_Exercise data_
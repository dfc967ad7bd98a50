//! Storefront configuration loaded from environment variables.
//!
//! # Environment Variables
//!
//! ## Required
//! - `STOREFRONT_DATABASE_URL` - `PostgreSQL` connection string
//! - `STOREFRONT_BASE_URL` - Public URL for the storefront
//! - `STOREFRONT_SESSION_SECRET` - Session signing secret (min 32 chars, high entropy)
//!
//! ## Optional
//! - `STOREFRONT_HOST` - Bind address (default: 127.0.0.1)
//! - `STOREFRONT_PORT` - Listen port (default: 3000)
//! - `SMTP_HOST` - SMTP relay host; when unset, emails are logged instead of sent
//! - `SMTP_PORT` - SMTP port (default: 587)
//! - `SMTP_USERNAME` - SMTP username
//! - `SMTP_PASSWORD` - SMTP password
//! - `EMAIL_FROM` - From address for outgoing mail (default: no-reply@wildbloom.shop)
//! - `SENTRY_DSN` - Sentry error tracking DSN

use std::collections::HashMap;
use std::net::{IpAddr, SocketAddr};

use secrecy::{ExposeSecret, SecretString};
use thiserror::Error;

const MIN_SESSION_SECRET_LENGTH: usize = 32;
const MIN_ENTROPY_BITS_PER_CHAR: f64 = 3.3;

/// Blocklist of common placeholder patterns (case-insensitive)
const PLACEHOLDER_PATTERNS: &[&str] = &[
    "your-",
    "changeme",
    "replace",
    "placeholder",
    "example",
    "secret",
    "password",
    "xxx",
    "todo",
    "fixme",
    "insert",
    "enter-",
    "put-your",
    "add-your",
];

/// Configuration errors that can occur during loading.
#[derive(Debug, Error)]
pub enum ConfigError {
    #[error("Missing environment variable: {0}")]
    MissingEnvVar(String),
    #[error("Invalid environment variable {0}: {1}")]
    InvalidEnvVar(String, String),
    #[error("Insecure secret in {0}: {1}")]
    InsecureSecret(String, String),
}

/// Storefront application configuration.
#[derive(Debug, Clone)]
pub struct StorefrontConfig {
    /// `PostgreSQL` database connection URL (contains password)
    pub database_url: SecretString,
    /// IP address to bind the server to
    pub host: IpAddr,
    /// Port to listen on
    pub port: u16,
    /// Public base URL for the storefront
    pub base_url: String,
    /// Session signing secret
    pub session_secret: SecretString,
    /// SMTP configuration; `None` means outgoing mail is logged, not sent
    pub email: Option<EmailConfig>,
    /// Sentry DSN for error tracking
    pub sentry_dsn: Option<String>,
}

/// SMTP relay configuration.
///
/// Implements `Debug` manually to redact the password.
#[derive(Clone)]
pub struct EmailConfig {
    /// SMTP relay host
    pub smtp_host: String,
    /// SMTP port
    pub smtp_port: u16,
    /// SMTP username
    pub smtp_username: String,
    /// SMTP password
    pub smtp_password: SecretString,
    /// From address for outgoing mail
    pub from_address: String,
}

impl std::fmt::Debug for EmailConfig {
    fn fmt(&self, f: &mut std::fmt::Formatter<'_>) -> std::fmt::Result {
        f.debug_struct("EmailConfig")
            .field("smtp_host", &self.smtp_host)
            .field("smtp_port", &self.smtp_port)
            .field("smtp_username", &self.smtp_username)
            .field("smtp_password", &"[REDACTED]")
            .field("from_address", &self.from_address)
            .finish()
    }
}

impl StorefrontConfig {
    /// Load configuration from environment variables.
    ///
    /// Calls `dotenvy::dotenv()` to load from `.env` file if present.
    ///
    /// # Errors
    ///
    /// Returns `ConfigError` if required variables are missing, invalid, or
    /// if secrets fail validation (placeholder detection, entropy check).
    pub fn from_env() -> Result<Self, ConfigError> {
        // Load .env file if present (ignore errors if not found)
        let _ = dotenvy::dotenv();

        let database_url = get_database_url("STOREFRONT_DATABASE_URL")?;
        let host = get_env_or_default("STOREFRONT_HOST", "127.0.0.1")
            .parse::<IpAddr>()
            .map_err(|e| {
                ConfigError::InvalidEnvVar("STOREFRONT_HOST".to_string(), e.to_string())
            })?;
        let port = get_env_or_default("STOREFRONT_PORT", "3000")
            .parse::<u16>()
            .map_err(|e| {
                ConfigError::InvalidEnvVar("STOREFRONT_PORT".to_string(), e.to_string())
            })?;
        let base_url = get_required_env("STOREFRONT_BASE_URL")?;
        let session_secret = get_validated_secret("STOREFRONT_SESSION_SECRET")?;
        validate_session_secret(&session_secret, "STOREFRONT_SESSION_SECRET")?;

        let email = EmailConfig::from_env()?;
        let sentry_dsn = get_optional_env("SENTRY_DSN");

        Ok(Self {
            database_url,
            host,
            port,
            base_url,
            session_secret,
            email,
            sentry_dsn,
        })
    }

    /// Returns the socket address for binding the server.
    #[must_use]
    pub const fn socket_addr(&self) -> SocketAddr {
        SocketAddr::new(self.host, self.port)
    }
}

impl EmailConfig {
    /// Load SMTP settings, keyed off `SMTP_HOST` being present.
    fn from_env() -> Result<Option<Self>, ConfigError> {
        let Some(smtp_host) = get_optional_env("SMTP_HOST") else {
            return Ok(None);
        };

        let smtp_port = get_env_or_default("SMTP_PORT", "587")
            .parse::<u16>()
            .map_err(|e| ConfigError::InvalidEnvVar("SMTP_PORT".to_string(), e.to_string()))?;

        Ok(Some(Self {
            smtp_host,
            smtp_port,
            smtp_username: get_required_env("SMTP_USERNAME")?,
            smtp_password: get_required_secret("SMTP_PASSWORD")?,
            from_address: get_env_or_default("EMAIL_FROM", "no-reply@wildbloom.shop"),
        }))
    }
}

// =============================================================================
// Helper Functions
// =============================================================================

/// Get a required environment variable.
fn get_required_env(key: &str) -> Result<String, ConfigError> {
    std::env::var(key).map_err(|_| ConfigError::MissingEnvVar(key.to_string()))
}

/// Get a required environment variable as a secret.
fn get_required_secret(key: &str) -> Result<SecretString, ConfigError> {
    let value = get_required_env(key)?;
    Ok(SecretString::from(value))
}

/// Get database URL with fallback to generic `DATABASE_URL` (used by Fly.io postgres attach).
fn get_database_url(primary_key: &str) -> Result<SecretString, ConfigError> {
    // Try primary key first (e.g., STOREFRONT_DATABASE_URL)
    if let Ok(value) = std::env::var(primary_key) {
        return Ok(SecretString::from(value));
    }
    // Fallback to generic DATABASE_URL (set by Fly.io postgres attach)
    if let Ok(value) = std::env::var("DATABASE_URL") {
        return Ok(SecretString::from(value));
    }
    Err(ConfigError::MissingEnvVar(primary_key.to_string()))
}

/// Get an optional environment variable.
fn get_optional_env(key: &str) -> Option<String> {
    std::env::var(key).ok()
}

/// Get an environment variable with a default value.
fn get_env_or_default(key: &str, default: &str) -> String {
    std::env::var(key).unwrap_or_else(|_| default.to_string())
}

/// Validate that a session secret meets minimum length requirements.
fn validate_session_secret(secret: &SecretString, var_name: &str) -> Result<(), ConfigError> {
    let value = secret.expose_secret();
    if value.len() < MIN_SESSION_SECRET_LENGTH {
        return Err(ConfigError::InsecureSecret(
            var_name.to_string(),
            format!(
                "must be at least {} characters (got {})",
                MIN_SESSION_SECRET_LENGTH,
                value.len()
            ),
        ));
    }
    Ok(())
}

/// Calculate Shannon entropy in bits per character.
fn shannon_entropy(s: &str) -> f64 {
    if s.is_empty() {
        return 0.0;
    }

    let mut freq: HashMap<char, usize> = HashMap::new();
    for c in s.chars() {
        *freq.entry(c).or_insert(0) += 1;
    }

    #[allow(clippy::cast_precision_loss)] // String length will never exceed f64 precision
    let len = s.len() as f64;
    freq.values()
        .map(|&count| {
            #[allow(clippy::cast_precision_loss)] // Character count will never exceed f64 precision
            let p = count as f64 / len;
            -p * p.log2()
        })
        .sum()
}

/// Validate that a secret is not a placeholder and has sufficient entropy.
fn validate_secret_strength(secret: &str, var_name: &str) -> Result<(), ConfigError> {
    let lower = secret.to_lowercase();

    // Check blocklist
    for pattern in PLACEHOLDER_PATTERNS {
        if lower.contains(pattern) {
            return Err(ConfigError::InsecureSecret(
                var_name.to_string(),
                format!("appears to be a placeholder (contains '{pattern}')"),
            ));
        }
    }

    // Check entropy (real secrets like API keys have high entropy)
    let entropy = shannon_entropy(secret);
    if entropy < MIN_ENTROPY_BITS_PER_CHAR {
        return Err(ConfigError::InsecureSecret(
            var_name.to_string(),
            format!(
                "entropy too low ({entropy:.2} bits/char, need >= {MIN_ENTROPY_BITS_PER_CHAR:.1}). Use a randomly generated secret."
            ),
        ));
    }

    Ok(())
}

/// Load and validate a secret from environment.
fn get_validated_secret(key: &str) -> Result<SecretString, ConfigError> {
    let value = get_required_env(key)?;
    validate_secret_strength(&value, key)?;
    Ok(SecretString::from(value))
}

#[cfg(test)]
#[allow(clippy::unwrap_used)]
mod tests {
    use super::*;

    #[test]
    fn test_shannon_entropy_empty() {
        assert!((shannon_entropy("") - 0.0).abs() < f64::EPSILON);
    }

    #[test]
    fn test_shannon_entropy_single_char() {
        // All same character = 0 entropy
        assert!((shannon_entropy("aaaaaaa") - 0.0).abs() < f64::EPSILON);
    }

    #[test]
    fn test_shannon_entropy_two_chars() {
        // "ab" has entropy of 1 bit per char (50% a, 50% b)
        let entropy = shannon_entropy("ab");
        assert!((entropy - 1.0).abs() < 0.01);
    }

    #[test]
    fn test_shannon_entropy_high() {
        // Random-looking string should have high entropy
        let entropy = shannon_entropy("aB3$xY9!mK2@nL5#");
        assert!(entropy > 3.3);
    }

    #[test]
    fn test_validate_secret_strength_placeholder() {
        let result = validate_secret_strength("your-api-key-here", "TEST_VAR");
        assert!(result.is_err());
        let err = result.unwrap_err();
        assert!(matches!(err, ConfigError::InsecureSecret(_, _)));
    }

    #[test]
    fn test_validate_secret_strength_changeme() {
        let result = validate_secret_strength("changeme123", "TEST_VAR");
        assert!(result.is_err());
    }

    #[test]
    fn test_validate_secret_strength_low_entropy() {
        let result = validate_secret_strength("aaaaaaaaaaaaaaaaaaaaaaaaaaaaaaaaa", "TEST_VAR");
        assert!(result.is_err());
        let err = result.unwrap_err();
        assert!(matches!(err, ConfigError::InsecureSecret(_, _)));
    }

    #[test]
    fn test_validate_secret_strength_valid() {
        // High-entropy random string
        let result = validate_secret_strength("aB3$xY9!mK2@nL5#pQ7&rT0*uW4^zC6", "TEST_VAR");
        assert!(result.is_ok());
    }

    #[test]
    fn test_validate_session_secret_too_short() {
        let secret = SecretString::from("short");
        let result = validate_session_secret(&secret, "TEST_SESSION");
        assert!(result.is_err());
    }

    #[test]
    fn test_validate_session_secret_valid_length() {
        let secret = SecretString::from("a".repeat(32));
        let result = validate_session_secret(&secret, "TEST_SESSION");
        assert!(result.is_ok());
    }

    #[test]
    fn test_socket_addr() {
        let config = StorefrontConfig {
            database_url: SecretString::from("postgres://localhost/test"),
            host: "127.0.0.1".parse().unwrap(),
            port: 3000,
            base_url: "http://localhost:3000".to_string(),
            session_secret: SecretString::from("x".repeat(32)),
            email: None,
            sentry_dsn: None,
        };

        let addr = config.socket_addr();
        assert_eq!(addr.ip().to_string(), "127.0.0.1");
        assert_eq!(addr.port(), 3000);
    }

    #[test]
    fn test_email_config_debug_redacts_password() {
        let config = EmailConfig {
            smtp_host: "smtp.example.com".to_string(),
            smtp_port: 587,
            smtp_username: "mailer@example.com".to_string(),
            smtp_password: SecretString::from("super_secret_smtp_password"),
            from_address: "no-reply@example.com".to_string(),
        };

        let debug_output = format!("{config:?}");

        // Public fields should be visible
        assert!(debug_output.contains("smtp.example.com"));
        assert!(debug_output.contains("mailer@example.com"));

        // Secret fields should be redacted
        assert!(debug_output.contains("[REDACTED]"));
        assert!(!debug_output.contains("super_secret_smtp_password"));
    }
}
//! Cart service.
//!
//! Every mutation that depends on stock runs in a transaction that locks the
//! cart line(s) first and the product rows second. Checkout acquires its
//! locks in the same order, so concurrent mutations serialize instead of
//! deadlocking, and the availability check can't race a checkout. Reads go
//! straight to the pool.

use sqlx::PgPool;
use thiserror::Error;
use uuid::Uuid;

use wildbloom_core::{CartItemId, ProductId, UserId, VariantId};

use crate::db::cart as cart_db;
use crate::db::products as product_db;
use crate::db::RepositoryError;
use crate::models::cart::{CartLine, CartOwner, CartTotals, compute_totals};
use crate::models::catalog::{Product, ProductVariant};

/// Hard per-line quantity cap, independent of stock.
pub const MAX_LINE_QUANTITY: i32 = 99;

/// Errors that can occur during cart operations.
#[derive(Debug, Error)]
pub enum CartError {
    /// Requested quantity exceeds what's in stock.
    #[error("Only {available} left in stock")]
    InsufficientStock { available: i32 },

    /// Quantity outside the accepted range.
    #[error("Quantity must be between 1 and {max}")]
    InvalidQuantity { max: i32 },

    /// Product doesn't exist, is inactive, or the variant doesn't belong
    /// to it.
    #[error("This product is no longer available")]
    ProductUnavailable,

    /// Cart line doesn't exist or belongs to someone else.
    #[error("Cart item not found")]
    ItemNotFound,

    /// Repository/database error.
    #[error("database error: {0}")]
    Repository(#[from] RepositoryError),
}

/// Cart service.
pub struct CartService<'a> {
    pool: &'a PgPool,
}

impl<'a> CartService<'a> {
    /// Create a new cart service.
    #[must_use]
    pub const fn new(pool: &'a PgPool) -> Self {
        Self { pool }
    }

    /// List the owner's cart lines with live catalog data.
    ///
    /// # Errors
    ///
    /// Returns `CartError::Repository` if the query fails.
    pub async fn lines(&self, owner: CartOwner) -> Result<Vec<CartLine>, CartError> {
        Ok(cart_db::list_lines(self.pool, owner).await?)
    }

    /// Cart lines plus computed totals, for the cart page.
    ///
    /// # Errors
    ///
    /// Returns `CartError::Repository` if the query fails.
    pub async fn lines_with_totals(
        &self,
        owner: CartOwner,
    ) -> Result<(Vec<CartLine>, CartTotals), CartError> {
        let lines = cart_db::list_lines(self.pool, owner).await?;
        let totals = compute_totals(&lines);
        Ok((lines, totals))
    }

    /// Total item count for the header badge.
    ///
    /// # Errors
    ///
    /// Returns `CartError::Repository` if the query fails.
    pub async fn count(&self, owner: CartOwner) -> Result<i64, CartError> {
        Ok(cart_db::count_items(self.pool, owner).await?)
    }

    /// Add a product (optionally a specific variant) to the cart.
    ///
    /// Adding a product already in the cart sums into the existing line.
    /// The post-add quantity must stay within `1..=MAX_LINE_QUANTITY` and,
    /// for tracked products, within available stock.
    ///
    /// # Errors
    ///
    /// Returns `CartError::InvalidQuantity` for out-of-range quantities,
    /// `CartError::ProductUnavailable` for unknown or inactive products,
    /// `CartError::InsufficientStock` when stock can't cover the new total.
    pub async fn add(
        &self,
        owner: CartOwner,
        product_id: ProductId,
        variant_id: Option<VariantId>,
        quantity: i32,
    ) -> Result<(), CartError> {
        let mut tx = self.pool.begin().await.map_err(RepositoryError::from)?;
        add_in_tx(&mut tx, owner, product_id, variant_id, quantity).await?;
        tx.commit().await.map_err(RepositoryError::from)?;
        Ok(())
    }

    /// Set an existing line to an exact quantity.
    ///
    /// # Errors
    ///
    /// Returns `CartError::ItemNotFound` if the line isn't the owner's,
    /// plus the same quantity/stock errors as [`add`](Self::add).
    pub async fn update_quantity(
        &self,
        owner: CartOwner,
        line_id: CartItemId,
        quantity: i32,
    ) -> Result<(), CartError> {
        validate_quantity(quantity)?;

        let mut tx = self.pool.begin().await.map_err(RepositoryError::from)?;

        let line = cart_db::get_line(&mut tx, owner, line_id)
            .await?
            .ok_or(CartError::ItemNotFound)?;

        let (product, variant) = lock_catalog(&mut tx, line.product_id, line.variant_id).await?;
        check_stock(&product, variant.as_ref(), quantity)?;

        cart_db::set_line_quantity(&mut tx, line_id, quantity).await?;

        tx.commit().await.map_err(RepositoryError::from)?;
        Ok(())
    }

    /// Remove a line. Removing a line that's already gone is a no-op.
    ///
    /// # Errors
    ///
    /// Returns `CartError::Repository` if the query fails.
    pub async fn remove(&self, owner: CartOwner, line_id: CartItemId) -> Result<(), CartError> {
        cart_db::delete_line(self.pool, owner, line_id).await?;
        Ok(())
    }

    /// Empty the owner's cart.
    ///
    /// # Errors
    ///
    /// Returns `CartError::Repository` if the query fails.
    pub async fn clear(&self, owner: CartOwner) -> Result<(), CartError> {
        Ok(cart_db::clear(self.pool, owner).await?)
    }

    /// Fold a guest cart into a user's cart after login.
    ///
    /// Quantities sum per (product, variant) and clamp to the line cap and
    /// to available stock instead of failing; a merge at login must never
    /// block the login. Lines for products that have since disappeared are
    /// dropped. An existing user line is never shrunk.
    ///
    /// # Errors
    ///
    /// Returns `CartError::Repository` if a query fails.
    pub async fn merge_guest_into_user(
        &self,
        guest_token: Uuid,
        user_id: UserId,
    ) -> Result<(), CartError> {
        let mut tx = self.pool.begin().await.map_err(RepositoryError::from)?;

        let guest = CartOwner::Guest(guest_token);
        let user = CartOwner::User(user_id);

        let guest_items = cart_db::list_items_for_update(&mut tx, guest).await?;

        for item in guest_items {
            let Some(product) = product_db::lock_product(&mut tx, item.product_id).await? else {
                cart_db::delete_line_in_tx(&mut tx, item.id).await?;
                continue;
            };

            let variant = match item.variant_id {
                Some(variant_id) => {
                    match product_db::lock_variant(&mut tx, variant_id, item.product_id).await? {
                        Some(v) => Some(v),
                        None => {
                            cart_db::delete_line_in_tx(&mut tx, item.id).await?;
                            continue;
                        }
                    }
                }
                None => None,
            };

            let user_line =
                cart_db::find_line(&mut tx, user, item.product_id, item.variant_id).await?;
            let current = user_line.map_or(0, |line| line.quantity);

            let mut target = (current + item.quantity).min(MAX_LINE_QUANTITY);
            if let Some(available) = product.available_quantity(variant.as_ref()) {
                target = target.min(available);
            }
            target = target.max(current);

            match user_line {
                Some(line) => {
                    if target > line.quantity {
                        cart_db::set_line_quantity(&mut tx, line.id, target).await?;
                    }
                }
                None => {
                    if target >= 1 {
                        cart_db::insert_line(&mut tx, user, item.product_id, item.variant_id, target)
                            .await?;
                    }
                }
            }

            cart_db::delete_line_in_tx(&mut tx, item.id).await?;
        }

        tx.commit().await.map_err(RepositoryError::from)?;
        Ok(())
    }
}

/// Add to the cart inside a caller-owned transaction, so a caller can make
/// the add part of a larger atomic step (move-to-cart does).
///
/// Locks the cart line before the product, the same order every other cart
/// writer uses.
///
/// # Errors
///
/// Same as [`CartService::add`].
pub(crate) async fn add_in_tx(
    tx: &mut sqlx::Transaction<'_, sqlx::Postgres>,
    owner: CartOwner,
    product_id: ProductId,
    variant_id: Option<VariantId>,
    quantity: i32,
) -> Result<(), CartError> {
    validate_quantity(quantity)?;

    let existing = cart_db::find_line(tx, owner, product_id, variant_id).await?;
    let (product, variant) = lock_catalog(tx, product_id, variant_id).await?;

    let new_quantity = existing.map_or(0, |line| line.quantity) + quantity;

    if new_quantity > MAX_LINE_QUANTITY {
        return Err(CartError::InvalidQuantity {
            max: MAX_LINE_QUANTITY,
        });
    }

    check_stock(&product, variant.as_ref(), new_quantity)?;

    match existing {
        Some(line) => cart_db::set_line_quantity(tx, line.id, new_quantity).await?,
        None => {
            cart_db::insert_line(tx, owner, product_id, variant_id, new_quantity).await?;
        }
    }

    Ok(())
}

/// Lock the product (and variant, when given) for the rest of the
/// transaction, verifying both exist and the product is active.
async fn lock_catalog(
    tx: &mut sqlx::Transaction<'_, sqlx::Postgres>,
    product_id: ProductId,
    variant_id: Option<VariantId>,
) -> Result<(Product, Option<ProductVariant>), CartError> {
    let product = product_db::lock_product(tx, product_id)
        .await?
        .ok_or(CartError::ProductUnavailable)?;

    let variant = match variant_id {
        Some(variant_id) => Some(
            product_db::lock_variant(tx, variant_id, product_id)
                .await?
                .ok_or(CartError::ProductUnavailable)?,
        ),
        None => None,
    };

    Ok((product, variant))
}

fn validate_quantity(quantity: i32) -> Result<(), CartError> {
    if !(1..=MAX_LINE_QUANTITY).contains(&quantity) {
        return Err(CartError::InvalidQuantity {
            max: MAX_LINE_QUANTITY,
        });
    }
    Ok(())
}

fn check_stock(
    product: &Product,
    variant: Option<&ProductVariant>,
    quantity: i32,
) -> Result<(), CartError> {
    if let Some(available) = product.available_quantity(variant)
        && quantity > available
    {
        return Err(CartError::InsufficientStock { available });
    }
    Ok(())
}

#[cfg(test)]
#[allow(clippy::unwrap_used)]
mod tests {
    use super::*;
    use chrono::Utc;
    use wildbloom_core::{Money, Slug};

    fn product(track: bool, stock: i32) -> Product {
        Product {
            id: ProductId::new(1),
            slug: Slug::parse("calendula-salve").unwrap(),
            name: "Calendula Salve".to_owned(),
            description: String::new(),
            price: Money::from_cents(1850),
            inventory_quantity: stock,
            track_inventory: track,
            active: true,
            featured: false,
            created_at: Utc::now(),
            updated_at: Utc::now(),
        }
    }

    #[test]
    fn test_validate_quantity_bounds() {
        assert!(validate_quantity(1).is_ok());
        assert!(validate_quantity(MAX_LINE_QUANTITY).is_ok());
        assert!(matches!(
            validate_quantity(0),
            Err(CartError::InvalidQuantity { .. })
        ));
        assert!(matches!(
            validate_quantity(-3),
            Err(CartError::InvalidQuantity { .. })
        ));
        assert!(matches!(
            validate_quantity(MAX_LINE_QUANTITY + 1),
            Err(CartError::InvalidQuantity { .. })
        ));
    }

    #[test]
    fn test_check_stock_untracked_always_passes() {
        let product = product(false, 0);
        assert!(check_stock(&product, None, MAX_LINE_QUANTITY).is_ok());
    }

    #[test]
    fn test_check_stock_tracked() {
        let product = product(true, 5);
        assert!(check_stock(&product, None, 5).is_ok());
        assert!(matches!(
            check_stock(&product, None, 6),
            Err(CartError::InsufficientStock { available: 5 })
        ));
    }

    #[test]
    fn test_insufficient_stock_message_names_the_count() {
        let err = CartError::InsufficientStock { available: 2 };
        assert_eq!(err.to_string(), "Only 2 left in stock");
    }
}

_Task brief_
Copy out, word for word, the part of the entries above that begins at the line with "should be redacted" and ends at the line with "that locks the", including both.

_Answer for this exercise_
        // Secret fields should be redacted
        assert!(debug_output.contains("[REDACTED]"));
        assert!(!debug_output.contains("super_secret_smtp_password"));
    }
}
//! Cart service.
//!
//! Every mutation that depends on stock runs in a transaction that locks the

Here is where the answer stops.